That doesn’t meet the requirements of the specification, which says:
Inevitably, that type has C linkage; the entire header containing its definition is bracketed with
#ifdef __cplusplus
extern "C" {
#endif
...
#ifdef __cplusplus
}
#endif
Now, on platforms where the “system” C and C++ compilers are basically the same compiler (and come from the same source as the linker), you’ll probably get away with differences in linkage (so long as you’re not trying to export the function from one compilation unit and import it into another, because functions with C++ linkage have their names mangled to support overloading).
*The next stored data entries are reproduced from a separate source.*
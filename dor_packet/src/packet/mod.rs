/*! Top-level typed packets of the DOR wire protocol.

Every packet travels as `type (1 byte) ‖ length (2 bytes, big-endian) ‖
body (length bytes)`. Each registered type declares the body length it
expects; readers reject frames whose declared length differs.
*/

mod get_identity_request;
mod get_identity_response;
mod onion_packet;

pub use self::get_identity_request::GetIdentityRequest;
pub use self::get_identity_response::GetIdentityResponse;
pub use self::onion_packet::OnionPacket;

use dor_binary_io::*;

use nom::branch::alt;
use nom::combinator::map;

/// Size of the `type ‖ length` frame header.
pub const PACKET_HEADER_SIZE: usize = 3;

/// Largest body the 2-byte length field can carry.
pub const MAX_PACKET_PAYLOAD_SIZE: usize = 65535;

/// A typed DOR packet.
#[derive(Clone, Debug, Eq, PartialEq)]
pub enum Packet {
    /// [`GetIdentityRequest`](./struct.GetIdentityRequest.html) structure.
    GetIdentityRequest(GetIdentityRequest),
    /// [`GetIdentityResponse`](./struct.GetIdentityResponse.html) structure.
    GetIdentityResponse(GetIdentityResponse),
    /// [`OnionPacket`](./struct.OnionPacket.html) structure.
    OnionPacket(OnionPacket),
}

impl Packet {
    /// The wire type byte of this packet.
    pub fn packet_type(&self) -> u8 {
        match self {
            Packet::GetIdentityRequest(_) => GetIdentityRequest::PACKET_TYPE,
            Packet::GetIdentityResponse(_) => GetIdentityResponse::PACKET_TYPE,
            Packet::OnionPacket(_) => OnionPacket::PACKET_TYPE,
        }
    }

    /// The declared body length of a registered packet type, or `None` for
    /// an unknown type byte.
    pub fn expected_len(packet_type: u8) -> Option<usize> {
        match packet_type {
            GetIdentityRequest::PACKET_TYPE => Some(GetIdentityRequest::EXPECTED_LEN),
            GetIdentityResponse::PACKET_TYPE => Some(GetIdentityResponse::EXPECTED_LEN),
            OnionPacket::PACKET_TYPE => Some(OnionPacket::EXPECTED_LEN),
            _ => None,
        }
    }
}

impl FromBytes for Packet {
    fn from_bytes(input: &[u8]) -> IResult<&[u8], Self> {
        alt((
            map(GetIdentityRequest::from_bytes, Packet::GetIdentityRequest),
            map(GetIdentityResponse::from_bytes, Packet::GetIdentityResponse),
            map(OnionPacket::from_bytes, Packet::OnionPacket),
        ))(input)
    }
}

impl ToBytes for Packet {
    fn to_bytes<'a>(&self, buf: (&'a mut [u8], usize)) -> Result<(&'a mut [u8], usize), GenError> {
        match self {
            Packet::GetIdentityRequest(ref p) => p.to_bytes(buf),
            Packet::GetIdentityResponse(ref p) => p.to_bytes(buf),
            Packet::OnionPacket(ref p) => p.to_bytes(buf),
        }
    }
}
But in any case, it doesn’t matter that you’re throwing from a C++ function, but that you’re throwing through a C function. Somewhere on the call stack between the callback and the try
/catch
will be at least one C function (the OpenGL API function that invoked the callback). When an exception is thrown, the exception-handling code generated by the compiler has to unwind the call stack until it finds a handler. And a C++ compiler isn’t required to know how to do this for C functions, and a C compiler certainly isn’t required to know how to deal with exceptions. Because C functions can only (legally) call functions with C linkage (whether directly or through function pointers), and C++ functions with C linkage aren’t allowed to throw exceptions (because code generated by a C compiler doesn’t know how to deal with them).
It probably works if the C compiler, C++ compiler and linker are all part of “Microsoft Developer Studio”, and they’re the same versions which were used to compile both opengl32.dll and the ICD. It probably works if the C and C++ compilers are both gcc
, the linker is GNU ld
, and they’re the same versions used to build all of the myriad fragments that Linux’ OpenGL implementation has been split into of late.
But in general, anyone following your suggestion of throwing exceptions from the debug callback is opening the door to the kind of problems that aren’t exactly simple to diagnose even by someone familiar with the low-level details of compilation and linking, and all but impossible for those who aren’t.
If it works, it works. If it doesn’t, you get a crash, quite possibly with a backtrace that’s complete gibberish for good measure.